At WPATH’s 2018 annual conference in Buenos Aires, Marci Bowers delivered a speech to the Standards of Care 8 committees, urging members to “Be bold!” when drawing up the guidelines. The four-minute video provides another glimpse into WPATH’s unsettling parallel world, where trans activism dictates reality, the Hippocratic Oath is absent, and none of the rules of child and adolescent development apply.
What Bowers meant by “bold” was for the committee members to go forth from the rousing speech and dismantle as many safeguards surrounding extreme body modification surgeries as possible. Bowers encouraged the SOC8 committee members to craft the upcoming guidelines in a way that would allow adolescents to have earlier access to surgeries, including genital surgeries, and for the committee to abolish the requirement for a psychological evaluation before the removal of healthy reproductive organs.

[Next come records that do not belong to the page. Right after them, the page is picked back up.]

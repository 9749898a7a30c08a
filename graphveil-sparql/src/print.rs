//! Query printing.
//!
//! [`Query`] prints as a well-formed SELECT query under its own prefix
//! mapping: IRIs are compacted by longest-namespace match and `rdf:type`
//! prints as `a` in predicate position. The standalone `Display` impls for
//! terms, triples, filters, and expressions print absolute IRIs; they are
//! used for log output.

use std::fmt;

use graphveil_core::{Iri, Literal, Term};
use graphveil_vocab::{rdf, xsd};

use crate::ast::{
    Expression, Filter, GraphPattern, OrderCondition, PrefixDecl, ProjectedVar, Projection, Query,
    TriplePattern,
};

struct PrefixTable<'a> {
    decls: &'a [PrefixDecl],
}

impl<'a> PrefixTable<'a> {
    fn new(decls: &'a [PrefixDecl]) -> Self {
        Self { decls }
    }

    /// Compact an IRI to `prefix:local` when a declared namespace covers it
    /// and the local part is safe to print unescaped.
    fn compact(&self, iri: &Iri) -> Option<String> {
        let full = iri.as_str();
        let mut best: Option<&PrefixDecl> = None;

        for decl in self.decls {
            if full.starts_with(decl.namespace.as_ref())
                && best.is_none_or(|b| decl.namespace.len() > b.namespace.len())
            {
                best = Some(decl);
            }
        }

        let decl = best?;
        let local = &full[decl.namespace.len()..];
        if local.chars().all(is_safe_local_char) && !local.ends_with('.') {
            Some(format!("{}:{}", decl.prefix, local))
        } else {
            None
        }
    }
}

fn is_safe_local_char(c: char) -> bool {
    c.is_alphanumeric() || matches!(c, '_' | '-' | '.')
}

fn write_iri(f: &mut fmt::Formatter<'_>, iri: &Iri, table: Option<&PrefixTable>) -> fmt::Result {
    if let Some(compacted) = table.and_then(|t| t.compact(iri)) {
        return f.write_str(&compacted);
    }
    write!(f, "<{}>", iri.as_str())
}

fn write_literal(
    f: &mut fmt::Formatter<'_>,
    literal: &Literal,
    table: Option<&PrefixTable>,
) -> fmt::Result {
    // Numeric and boolean shorthands print bare
    match literal.datatype().as_str() {
        xsd::INTEGER | xsd::DOUBLE | xsd::BOOLEAN if !literal.lexical().is_empty() => {
            return f.write_str(literal.lexical());
        }
        _ => {}
    }

    write_quoted(f, literal.lexical())?;
    if let Some(lang) = literal.lang() {
        write!(f, "@{lang}")?;
    } else if literal.datatype().as_str() != xsd::STRING {
        f.write_str("^^")?;
        write_iri(f, literal.datatype(), table)?;
    }
    Ok(())
}

fn write_quoted(f: &mut fmt::Formatter<'_>, s: &str) -> fmt::Result {
    f.write_str("\"")?;
    for c in s.chars() {
        match c {
            '"' => f.write_str("\\\"")?,
            '\\' => f.write_str("\\\\")?,
            '\n' => f.write_str("\\n")?,
            '\r' => f.write_str("\\r")?,
            '\t' => f.write_str("\\t")?,
            _ => fmt::Write::write_char(f, c)?,
        }
    }
    f.write_str("\"")
}

fn write_term(f: &mut fmt::Formatter<'_>, term: &Term, table: Option<&PrefixTable>) -> fmt::Result {
    match term {
        Term::Var(v) => write!(f, "{v}"),
        Term::Iri(iri) => write_iri(f, iri, table),
        Term::Literal(l) => write_literal(f, l, table),
        Term::Blank(label) => write!(f, "_:{label}"),
    }
}

fn write_predicate(
    f: &mut fmt::Formatter<'_>,
    term: &Term,
    table: Option<&PrefixTable>,
) -> fmt::Result {
    if term.as_iri().is_some_and(|i| i.as_str() == rdf::TYPE) {
        return f.write_str("a");
    }
    write_term(f, term, table)
}

fn write_triple(
    f: &mut fmt::Formatter<'_>,
    triple: &TriplePattern,
    table: Option<&PrefixTable>,
) -> fmt::Result {
    write_term(f, &triple.subject, table)?;
    f.write_str(" ")?;
    write_predicate(f, &triple.predicate, table)?;
    f.write_str(" ")?;
    write_term(f, &triple.object, table)
}

fn write_inline_pattern(
    f: &mut fmt::Formatter<'_>,
    pattern: &GraphPattern,
    table: Option<&PrefixTable>,
) -> fmt::Result {
    f.write_str("{ ")?;
    for triple in &pattern.triples {
        write_triple(f, triple, table)?;
        f.write_str(" . ")?;
    }
    for filter in &pattern.filters {
        write_filter(f, filter, table)?;
        f.write_str(" ")?;
    }
    f.write_str("}")
}

fn write_expr(
    f: &mut fmt::Formatter<'_>,
    expr: &Expression,
    table: Option<&PrefixTable>,
) -> fmt::Result {
    match expr {
        Expression::Var(v) => write!(f, "{v}"),
        Expression::Value(value) => write_term(f, &value.to_term(), table),
        Expression::Binary { op, left, right } => {
            write_operand(f, left, table)?;
            write!(f, " {} ", op.as_str())?;
            write_operand(f, right, table)
        }
        Expression::Not(inner) => {
            f.write_str("!(")?;
            write_expr(f, inner, table)?;
            f.write_str(")")
        }
        Expression::In {
            expr,
            list,
            negated,
        } => {
            write_operand(f, expr, table)?;
            if *negated {
                f.write_str(" NOT IN (")?;
            } else {
                f.write_str(" IN (")?;
            }
            for (i, e) in list.iter().enumerate() {
                if i > 0 {
                    f.write_str(", ")?;
                }
                write_expr(f, e, table)?;
            }
            f.write_str(")")
        }
        Expression::NotExists { pattern } => {
            f.write_str("NOT EXISTS ")?;
            write_inline_pattern(f, pattern, table)
        }
        Expression::Aggregate {
            function,
            expr,
            distinct,
        } => {
            write!(f, "{}(", function.as_str())?;
            if *distinct {
                f.write_str("DISTINCT ")?;
            }
            match expr {
                Some(e) => write_expr(f, e, table)?,
                None => f.write_str("*")?,
            }
            f.write_str(")")
        }
    }
}

/// Parenthesize compound operands so nesting survives a re-parse.
fn write_operand(
    f: &mut fmt::Formatter<'_>,
    expr: &Expression,
    table: Option<&PrefixTable>,
) -> fmt::Result {
    if matches!(expr, Expression::Binary { .. } | Expression::In { .. }) {
        f.write_str("(")?;
        write_expr(f, expr, table)?;
        f.write_str(")")
    } else {
        write_expr(f, expr, table)
    }
}

fn write_filter(
    f: &mut fmt::Formatter<'_>,
    filter: &Filter,
    table: Option<&PrefixTable>,
) -> fmt::Result {
    if let Expression::NotExists { pattern } = &filter.expr {
        f.write_str("FILTER NOT EXISTS ")?;
        return write_inline_pattern(f, pattern, table);
    }
    f.write_str("FILTER (")?;
    write_expr(f, &filter.expr, table)?;
    f.write_str(")")
}

impl fmt::Display for TriplePattern {
    fn fmt(&self, f: &mut fmt::Formatter<'_>) -> fmt::Result {
        write_triple(f, self, None)
    }
}

impl fmt::Display for Expression {
    fn fmt(&self, f: &mut fmt::Formatter<'_>) -> fmt::Result {
        write_expr(f, self, None)
    }
}

impl fmt::Display for Filter {
    fn fmt(&self, f: &mut fmt::Formatter<'_>) -> fmt::Result {
        write_filter(f, self, None)
    }
}

impl fmt::Display for Query {
    fn fmt(&self, f: &mut fmt::Formatter<'_>) -> fmt::Result {
        let table = PrefixTable::new(&self.prefixes);
        let table = Some(&table);

        if let Some(base) = &self.base {
            writeln!(f, "BASE <{base}>")?;
        }
        for decl in &self.prefixes {
            writeln!(f, "PREFIX {}: <{}>", decl.prefix, decl.namespace)?;
        }

        f.write_str("SELECT ")?;
        if self.distinct {
            f.write_str("DISTINCT ")?;
        }
        match &self.projection {
            Projection::Star => f.write_str("*")?,
            Projection::Vars(vars) => {
                for (i, var) in vars.iter().enumerate() {
                    if i > 0 {
                        f.write_str(" ")?;
                    }
                    match var {
                        ProjectedVar::Var(v) => write!(f, "{v}")?,
                        ProjectedVar::Expr { expr, alias } => {
                            f.write_str("(")?;
                            write_expr(f, expr, table)?;
                            write!(f, " AS {alias})")?;
                        }
                    }
                }
            }
        }

        f.write_str("\nWHERE {\n")?;
        for triple in &self.pattern.triples {
            f.write_str("  ")?;
            write_triple(f, triple, table)?;
            f.write_str(" .\n")?;
        }
        for filter in &self.pattern.filters {
            f.write_str("  ")?;
            write_filter(f, filter, table)?;
            f.write_str("\n")?;
        }
        f.write_str("}")?;

        if !self.group_by.is_empty() {
            f.write_str("\nGROUP BY")?;
            for v in &self.group_by {
                write!(f, " {v}")?;
            }
        }
        if !self.having.is_empty() {
            f.write_str("\nHAVING")?;
            for expr in &self.having {
                f.write_str(" (")?;
                write_expr(f, expr, table)?;
                f.write_str(")")?;
            }
        }
        if !self.order_by.is_empty() {
            f.write_str("\nORDER BY")?;
            for OrderCondition { expr, descending } in &self.order_by {
                if *descending {
                    f.write_str(" DESC(")?;
                    write_expr(f, expr, table)?;
                    f.write_str(")")?;
                } else {
                    f.write_str(" ")?;
                    write_expr(f, expr, table)?;
                }
            }
        }
        if let Some(limit) = self.limit {
            write!(f, "\nLIMIT {limit}")?;
        }
        if let Some(offset) = self.offset {
            write!(f, "\nOFFSET {offset}")?;
        }

        Ok(())
    }
}

#[cfg(test)]
mod tests {
    use super::*;
    use crate::parse_query;

    #[test]
    fn test_print_compacts_iris() {
        let q = parse_query(
            "PREFIX ex: <http://example.org/>\n\
             SELECT ?x ?n WHERE { ?x ex:name ?n . }",
        )
        .unwrap();
        let printed = q.to_string();
        assert!(printed.contains("PREFIX ex: <http://example.org/>"));
        assert!(printed.contains("?x ex:name ?n ."));
    }

    #[test]
    fn test_print_rdf_type_as_a() {
        let q = parse_query(
            "PREFIX ex: <http://example.org/>\n\
             SELECT * WHERE { ?x a ex:Person }",
        )
        .unwrap();
        assert!(q.to_string().contains("?x a ex:Person ."));
    }

    #[test]
    fn test_print_round_trip_is_stable() {
        let q = parse_query(
            "PREFIX ex: <http://example.org/>\n\
             SELECT DISTINCT ?x (COUNT(?y) AS ?c)\n\
             WHERE { ?x ex:p ?y . FILTER (?y > 3) FILTER NOT EXISTS { ?x a ex:Hidden } }\n\
             GROUP BY ?x HAVING (COUNT(?y) > 2) ORDER BY DESC(?x) LIMIT 3 OFFSET 1",
        )
        .unwrap();
        let printed = q.to_string();
        let reparsed = parse_query(&printed).unwrap();
        assert_eq!(q, reparsed);
    }

    #[test]
    fn test_print_filter_display() {
        let q = parse_query(
            "SELECT ?v WHERE { ?s <http://e.org/p> ?v . FILTER (?v <= 10) }",
        )
        .unwrap();
        assert_eq!(q.pattern.filters[0].to_string(), "FILTER (?v <= 10)");
    }

    #[test]
    fn test_print_uncompactable_iri() {
        let q = parse_query("SELECT ?x WHERE { ?x <http://other.org/p> 5 . }").unwrap();
        assert!(q.to_string().contains("<http://other.org/p>"));
    }
}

“A rewrite of the standards of care means progress, and we deserve progress,” declared the celebrity gender surgeon, who was destined to be at the helm of WPATH as its reputation sank from globally respected to widely discredited and condemned.
Noting that children and adolescents are being socially transitioned at younger ages than ever before, Bowers argues that there should be “no impediment” for a teenage girl who is under 18 to access a (medically unnecessary) bilateral mastectomy.
What’s more, Bowers doesn’t even attempt to disguise the main objective of WPATH’s SOC8, which is to secure insurance coverage for as many experimental body modification procedures as possible. Setting a minimum age requirement of 18 “in the standards of care means insurance companies pick these standards up, and therefore deny care to these families,” explains Bowers. “They deserve that care.”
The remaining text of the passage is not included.